To directly study the impact of representative VMB upon HIV-1 infection and replication VEC/TZM-bl (A) or VEC/MDM (B) co-culture multilayers were established in 96 well format. Matured cultures were colonized and virally challenged as described in the methods. Representative healthy (dark green bars) or pathogenic (blue bars) VMB, single species bacteria or the probiotic Lactobacilli mixture (light green bars) are indicated on the x-axes. Mean genomic HIV-1 titer is shown on the y axes. Statistical comparisons were completed by one-way ANOVA with Bonferroni's or Dunnett's multiple comparison correction. A “*” indicates a significant difference (P<0.05) relative to the uncolonized viral burden. A “#” indicates a significant difference (P<0.05) with the suppressive CST III VMB. Triplicate cultures were created and the study was replicated twice. Poly-I:C (0.1 mg/ml) was utilized as an inducer of HIV-1 infection and replication and was applied at the time of colonization.

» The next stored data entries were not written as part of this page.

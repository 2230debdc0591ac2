use std::collections::HashSet;
use std::path::Path;

use tracing::{debug, warn};
use url::Url;

use crate::rail::RailItem;
use crate::{Error, Result};

use super::SiteContent;

/// Content shipped with the binary, used when no content file is configured
const BUILTIN_CONTENT: &str = include_str!("site.toml");

impl SiteContent {
    pub fn builtin() -> Result<Self> {
        Self::from_toml(BUILTIN_CONTENT)
    }

    pub fn from_toml(content: &str) -> Result<Self> {
        toml::from_str(content).map_err(|e| Error::Content(format!("Failed to parse content: {}", e)))
    }

    /// Load from `path`, or the built-in content when `None`
    pub fn load(path: Option<&Path>) -> Result<Self> {
        let content = match path {
            Some(path) => {
                debug!(path = %path.display(), "loading site content");
                let raw = std::fs::read_to_string(path)?;
                Self::from_toml(&raw)?
            }
            None => Self::builtin()?,
        };
        content.validate()?;
        Ok(content)
    }

    /// Check the content for problems
    ///
    /// Hard errors fail the load; soft problems come back as warnings so the
    /// site can still render.
    pub fn validate(&self) -> Result<Vec<String>> {
        if self.studio.name.trim().is_empty() {
            return Err(Error::Content("studio name is empty".to_string()));
        }
        if self.nav.is_empty() {
            return Err(Error::Content("navigation has no entries".to_string()));
        }

        let mut slugs = HashSet::new();
        for game in &self.games {
            if game.slug.trim().is_empty() {
                return Err(Error::Content(format!("game '{}' has an empty slug", game.title)));
            }
            if !slugs.insert(game.slug.as_str()) {
                return Err(Error::Content(format!("duplicate game slug '{}'", game.slug)));
            }
        }

        for channel in &self.contact {
            if let Some(link) = &channel.link {
                Url::parse(link).map_err(|e| {
                    Error::Content(format!("contact '{}' has invalid link '{}': {}", channel.label, link, e))
                })?;
            }
        }

        let mut warnings = Vec::new();

        if self.testimonials.is_empty() {
            warnings.push("no testimonials; the home rail will be empty".to_string());
        }
        if self.studio.headline_phrases.is_empty() {
            warnings.push("no headline phrases; the tagline is used instead".to_string());
        }

        let images = || {
            self.gallery
                .iter()
                .chain(self.games.iter().flat_map(|g| g.images.iter()))
        };
        for src in repeated_ids(images()) {
            warnings.push(format!("image '{}' is listed more than once", src));
        }
        for image in images().filter(|image| image.alt.trim().is_empty()) {
            warnings.push(format!("image '{}' has no alt text", image.src));
        }
        for quote in repeated_ids(&self.testimonials) {
            let start: String = quote.chars().take(40).collect();
            warnings.push(format!("testimonial \"{}...\" is listed more than once", start));
        }

        for game in &self.games {
            for track in &game.tracks {
                if !track.duration_secs.is_finite() || track.duration_secs <= 0.0 {
                    warnings.push(format!("track '{}' in '{}' has no usable duration", track.title, game.slug));
                }
            }
        }

        for warning in &warnings {
            warn!("{}", warning);
        }
        Ok(warnings)
    }
}

/// Ids that show up more than once, each reported once
fn repeated_ids<'a, T: RailItem + 'a>(items: impl IntoIterator<Item = &'a T>) -> Vec<&'a str> {
    let mut seen = HashSet::new();
    let mut repeated = Vec::new();
    for item in items {
        let id = item.source_id();
        if !seen.insert(id) && !repeated.contains(&id) {
            repeated.push(id);
        }
    }
    repeated
}

#[cfg(test)]
mod tests {
    use super::*;
    use crate::content::Route;

    const MINIMAL: &str = r#"
[studio]
name = "Test Studio"
tagline = "We test"
footer = "All rights reserved"

[[nav]]
label = "Home"
route = "/"
"#;

    #[test]
    fn test_builtin_content_is_valid() {
        let content = SiteContent::builtin().unwrap();
        let warnings = content.validate().unwrap();
        assert!(warnings.is_empty(), "{warnings:?}");
        assert_eq!(content.nav.len(), Route::all().len());
        assert!(content.testimonials.len() >= 3);
        assert!(!content.games.is_empty());
    }

    #[test]
    fn test_minimal_content_warns() {
        let content = SiteContent::from_toml(MINIMAL).unwrap();
        let warnings = content.validate().unwrap();
        assert_eq!(warnings.len(), 2);
    }

    #[test]
    fn test_empty_nav_rejected() {
        let raw = MINIMAL.replace("[[nav]]\nlabel = \"Home\"\nroute = \"/\"\n", "");
        let content = SiteContent::from_toml(&raw).unwrap();
        assert!(matches!(content.validate(), Err(Error::Content(_))));
    }

    #[test]
    fn test_bad_contact_link_rejected() {
        let raw = format!(
            "{MINIMAL}\n[[contact]]\nlabel = \"Mail\"\nvalue = \"hi\"\nlink = \"not a url\"\n"
        );
        let content = SiteContent::from_toml(&raw).unwrap();
        assert!(matches!(content.validate(), Err(Error::Content(_))));
    }

    #[test]
    fn test_duplicate_images_warn() {
        let raw = format!(
            "{MINIMAL}\n[[gallery]]\nsrc = \"a.png\"\nalt = \"A | a\"\n[[gallery]]\nsrc = \"a.png\"\nalt = \"A | a\"\n"
        );
        let content = SiteContent::from_toml(&raw).unwrap();
        let warnings = content.validate().unwrap();
        assert!(warnings.iter().any(|w| w.contains("more than once")));
    }

    #[test]
    fn test_duplicate_testimonials_warn_once() {
        let entry = "\n[[testimonials]]\nquote = \"Best rail ever\"\nattribution = \"A player\"\n";
        let raw = format!("{MINIMAL}{entry}{entry}{entry}");
        let content = SiteContent::from_toml(&raw).unwrap();
        let warnings = content.validate().unwrap();
        let repeated: Vec<_> = warnings
            .iter()
            .filter(|w| w.starts_with("testimonial"))
            .collect();
        assert_eq!(repeated.len(), 1);
        assert!(repeated[0].contains("Best rail ever"));
    }

    #[test]
    fn test_unknown_nav_route_fails_parse() {
        let raw = MINIMAL.replace("route = \"/\"", "route = \"/press\"");
        assert!(matches!(SiteContent::from_toml(&raw), Err(Error::Content(_))));
    }

    #[test]
    fn test_load_missing_file() {
        let result = SiteContent::load(Some(Path::new("/nonexistent/reelfront/site.toml")));
        assert!(matches!(result, Err(Error::Io(_))));
    }
}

Interestingly, the second CST III community (NS5), collected ∼60 d earlier from the same woman as the most suppressive VMB, showed a distinct community profile that was dominated again by L. iners and group B streptococcus but included at least 4 additional bacterial species that contributed to enhanced HIV-1 replication (p<0.05, Fig. 3). These bacteria included Ruminococcaceae spp, Aerococcus spp, Sneathia sanguinegens and Atopobium vaginae (Table 1). These organisms were present at similar or higher levels in the CST IVB community that also produced significantly higher HIV-1 levels relative to uncolonized controls (p<0.05). Comparisons of the two VMB that significantly enhanced HIV-1 genomic titers to those produced in each of the CST I, CST II VMB or single species colonized co-cultures (green bars) also were significantly different (p<0.05). Of the 4 bacteria common to the HIV-1 enhancing communities, CST I and CST II communities had lower but detectable levels of Ruminococcaceae spp, S. sanguinegens and Atopobium vaginae (Table 1). Aerococcus spp was the only identified bacteria absent from the suppressing VMB types (Table 1). Study of additional community representatives for each CST will be required to complete comprehensive associations but at present these data indicate the utility of the model system and establish the potential for subsequent evaluations of additional clinical samples.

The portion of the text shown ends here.